Does 17-year-old Skye Murray break things because she is broken, or are these fractures the only way she can try to fix the damage of her past?
Skye breaks her mother’s rules, betrays her younger sister Emma’s trust, and disappoints her art teacher’s expectations, all because she’s trying to deal with the fallout of an event that happened when she was 12 years old. Her only healthy way of coping is making art, although she often chooses to get high or hook up with boys instead. Despite her strong support system, which includes best friend Luisa; art buddy Ben (who sometimes feels like more than a buddy); single, hardworking mother; and spirited sister, Skye often feels like she doesn’t belong. Her only ticket out of her small town near Philadelphia hangs on a scholarship to the Maryland Institute College of Art. Skye knows she grew up too fast and she’s doing her best to make sure that doesn’t happen to Emma.

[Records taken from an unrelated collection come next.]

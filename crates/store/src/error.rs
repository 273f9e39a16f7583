//! Store error types.

use common::TripId;
use domain::DomainError;
use thiserror::Error;

/// Errors that can occur when interacting with the railway store.
#[derive(Debug, Error)]
pub enum StoreError {
    /// A referenced entity does not exist.
    #[error("{entity} with id {id} not found")]
    NotFound { entity: &'static str, id: i64 },

    /// A ticket for the same (trip, cargo, seat) triple already exists.
    ///
    /// Raised by the storage layer's unique index, so two concurrent
    /// requests for the same seat resolve to exactly one winner.
    #[error("seat {seat} in cargo {cargo} is already taken for trip {trip}")]
    SeatTaken {
        trip: TripId,
        cargo: i32,
        seat: i32,
    },

    /// A unique-name constraint was violated.
    #[error("{entity} named {name:?} already exists")]
    DuplicateName { entity: &'static str, name: String },

    /// Login failed: unknown username or wrong password.
    #[error("invalid credentials")]
    InvalidCredentials,

    /// A domain validation failure (seat range, empty order, layout bounds).
    #[error(transparent)]
    Validation(#[from] DomainError),

    /// A database error occurred.
    #[error("database error: {0}")]
    Database(#[from] sqlx::Error),

    /// A database migration error occurred.
    #[error("migration error: {0}")]
    Migration(#[from] sqlx::migrate::MigrateError),
}

/// Result type for store operations.
pub type Result<T> = std::result::Result<T, StoreError>;
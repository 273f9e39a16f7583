//! Train type CRUD endpoints.

use std::sync::Arc;

use axum::Json;
use axum::extract::{Path, State};
use axum::http::StatusCode;
use common::TrainTypeId;
use domain::{NewTrainType, TrainType};
use store::RailwayStore;

use crate::AppState;
use crate::error::ApiError;

/// POST /api/train_types
#[tracing::instrument(skip(state))]
pub async fn create<S: RailwayStore + Clone + 'static>(
    State(state): State<Arc<AppState<S>>>,
    Json(new): Json<NewTrainType>,
) -> Result<(StatusCode, Json<TrainType>), ApiError> {
    let created = state.store.create_train_type(new).await?;
    Ok((StatusCode::CREATED, Json(created)))
}

/// GET /api/train_types
#[tracing::instrument(skip(state))]
pub async fn list<S: RailwayStore + Clone + 'static>(
    State(state): State<Arc<AppState<S>>>,
) -> Result<Json<Vec<TrainType>>, ApiError> {
    Ok(Json(state.store.list_train_types().await?))
}

/// GET /api/train_types/:id
#[tracing::instrument(skip(state))]
pub async fn get<S: RailwayStore + Clone + 'static>(
    State(state): State<Arc<AppState<S>>>,
    Path(id): Path<i64>,
) -> Result<Json<TrainType>, ApiError> {
    Ok(Json(state.store.get_train_type(TrainTypeId::new(id)).await?))
}

/// PUT /api/train_types/:id
#[tracing::instrument(skip(state))]
pub async fn update<S: RailwayStore + Clone + 'static>(
    State(state): State<Arc<AppState<S>>>,
    Path(id): Path<i64>,
    Json(new): Json<NewTrainType>,
) -> Result<Json<TrainType>, ApiError> {
    Ok(Json(
        state
            .store
            .update_train_type(TrainTypeId::new(id), new)
            .await?,
    ))
}

/// DELETE /api/train_types/:id
#[tracing::instrument(skip(state))]
pub async fn delete<S: RailwayStore + Clone + 'static>(
    State(state): State<Arc<AppState<S>>>,
    Path(id): Path<i64>,
) -> Result<StatusCode, ApiError> {
    state.store.delete_train_type(TrainTypeId::new(id)).await?;
    Ok(StatusCode::NO_CONTENT)
}
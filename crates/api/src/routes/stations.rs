//! Station CRUD endpoints. Responses carry the derived `square` scalar.

use std::sync::Arc;

use axum::Json;
use axum::extract::{Path, Query, State};
use axum::http::StatusCode;
use common::StationId;
use domain::NewStation;
use serde::Deserialize;
use store::{NameFilter, RailwayStore, StationView};

use crate::AppState;
use crate::error::ApiError;

/// Query parameters for station listings.
#[derive(Debug, Deserialize)]
pub struct StationQuery {
    /// Case-insensitive substring match on the station name.
    pub name: Option<String>,
}

/// POST /api/stations
#[tracing::instrument(skip(state))]
pub async fn create<S: RailwayStore + Clone + 'static>(
    State(state): State<Arc<AppState<S>>>,
    Json(new): Json<NewStation>,
) -> Result<(StatusCode, Json<StationView>), ApiError> {
    let created = state.store.create_station(new).await?;
    Ok((StatusCode::CREATED, Json(created.into())))
}

/// GET /api/stations?name=
#[tracing::instrument(skip(state))]
pub async fn list<S: RailwayStore + Clone + 'static>(
    State(state): State<Arc<AppState<S>>>,
    Query(query): Query<StationQuery>,
) -> Result<Json<Vec<StationView>>, ApiError> {
    let filter = NameFilter { name: query.name };
    let stations = state.store.list_stations(filter).await?;
    Ok(Json(stations.into_iter().map(Into::into).collect()))
}

/// GET /api/stations/:id
#[tracing::instrument(skip(state))]
pub async fn get<S: RailwayStore + Clone + 'static>(
    State(state): State<Arc<AppState<S>>>,
    Path(id): Path<i64>,
) -> Result<Json<StationView>, ApiError> {
    let station = state.store.get_station(StationId::new(id)).await?;
    Ok(Json(station.into()))
}

/// PUT /api/stations/:id
#[tracing::instrument(skip(state))]
pub async fn update<S: RailwayStore + Clone + 'static>(
    State(state): State<Arc<AppState<S>>>,
    Path(id): Path<i64>,
    Json(new): Json<NewStation>,
) -> Result<Json<StationView>, ApiError> {
    let updated = state.store.update_station(StationId::new(id), new).await?;
    Ok(Json(updated.into()))
}

/// DELETE /api/stations/:id
#[tracing::instrument(skip(state))]
pub async fn delete<S: RailwayStore + Clone + 'static>(
    State(state): State<Arc<AppState<S>>>,
    Path(id): Path<i64>,
) -> Result<StatusCode, ApiError> {
    state.store.delete_station(StationId::new(id)).await?;
    Ok(StatusCode::NO_CONTENT)
}
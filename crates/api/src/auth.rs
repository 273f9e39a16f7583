//! Bearer-token authentication against the identity records in the store.

use axum::http::HeaderMap;
use axum::http::header::AUTHORIZATION;
use store::{RailwayStore, User};

use crate::error::ApiError;

/// Resolves the authenticated user from an `Authorization: Bearer <token>`
/// header, failing with 401 when the header is missing, malformed or the
/// token is unknown.
pub async fn require_user<S: RailwayStore>(store: &S, headers: &HeaderMap) -> Result<User, ApiError> {
    let header = headers
        .get(AUTHORIZATION)
        .and_then(|value| value.to_str().ok())
        .ok_or(ApiError::Unauthorized)?;
    let token = header.strip_prefix("Bearer ").ok_or(ApiError::Unauthorized)?;
    store
        .user_for_token(token)
        .await?
        .ok_or(ApiError::Unauthorized)
}
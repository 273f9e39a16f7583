//! API server entry point.

use std::sync::Arc;

use api::AppState;
use api::config::Config;
use sqlx::postgres::PgPoolOptions;
use store::PostgresStore;
use tokio::signal;
use tracing_subscriber::EnvFilter;
use tracing_subscriber::layer::SubscriberExt;
use tracing_subscriber::util::SubscriberInitExt;

/// Waits for a shutdown signal (SIGINT or SIGTERM).
async fn shutdown_signal() {
    let ctrl_c = async {
        signal::ctrl_c()
            .await
            .expect("failed to install SIGINT handler");
    };

    #[cfg(unix)]
    let terminate = async {
        signal::unix::signal(signal::unix::SignalKind::terminate())
            .expect("failed to install SIGTERM handler")
            .recv()
            .await;
    };

    #[cfg(not(unix))]
    let terminate = std::future::pending::<()>();

    tokio::select! {
        () = ctrl_c => {
            tracing::info!("received SIGINT, starting graceful shutdown");
        }
        () = terminate => {
            tracing::info!("received SIGTERM, starting graceful shutdown");
        }
    }
}

#[tokio::main]
async fn main() {
    // 1. Initialize tracing
    tracing_subscriber::registry()
        .with(EnvFilter::try_from_default_env().unwrap_or_else(|_| EnvFilter::new("info")))
        .with(tracing_subscriber::fmt::layer())
        .init();

    // 2. Install Prometheus metrics recorder
    let prometheus_builder = metrics_exporter_prometheus::PrometheusBuilder::new();
    let metrics_handle = prometheus_builder
        .install_recorder()
        .expect("failed to install Prometheus recorder");

    // 3. Connect to PostgreSQL and run migrations
    let config = Config::from_env();
    let pool = PgPoolOptions::new()
        .max_connections(10)
        .connect(&config.database_url)
        .await
        .expect("failed to connect to database");
    let store = PostgresStore::new(pool);
    store.run_migrations().await.expect("migrations failed");

    // 4. Build the application
    let state = Arc::new(AppState { store });
    let app = api::create_app(state, metrics_handle);

    // 5. Start server
    let addr = config.addr();
    tracing::info!(%addr, "starting API server");

    let listener = tokio::net::TcpListener::bind(&addr)
        .await
        .expect("failed to bind address");
    axum::serve(listener, app)
        .with_graceful_shutdown(shutdown_signal())
        .await
        .expect("server error");

    tracing::info!("server shut down gracefully");
}
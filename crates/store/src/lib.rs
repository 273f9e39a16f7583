//! Persistence layer for the railway booking system.
//!
//! Exposes the [`RailwayStore`] trait with two implementations:
//! - [`PostgresStore`], backed by sqlx/PostgreSQL. Seat uniqueness is a
//!   composite unique index and order creation is a single transaction.
//! - [`InMemoryStore`], used by tests and local development, implementing
//!   the same all-or-nothing semantics under one write lock.

pub mod error;
pub mod identity;
pub mod memory;
pub mod postgres;
pub mod store;
pub mod views;

pub use error::{Result, StoreError};
pub use identity::{NewUser, User};
pub use memory::InMemoryStore;
pub use postgres::PostgresStore;
pub use store::{
    DEFAULT_PAGE_SIZE, MAX_PAGE_SIZE, NameFilter, Page, PageRequest, RailwayStore, TripFilter,
};
pub use views::{
    OrderView, RouteDetail, RouteSummary, SeatRef, StationView, TicketView, TrainView,
    TripDetail, TripSummary,
};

But when her mother’s ex-boyfriend re-enters their family, Skye is unsure whether she’ll be able to protect herself, let alone Emma. All characters are assumed white. In this moving debut, Sibson has created a flawed and likable narrator who attempts to work through cause and effect, shame and secrecy, avoidance and obligation. With layered nuance, the novel brings to light the impact of sexual assault and the importance of consent.
A somber yet triumphant tale of family and fortitude. (Fiction. 14-18)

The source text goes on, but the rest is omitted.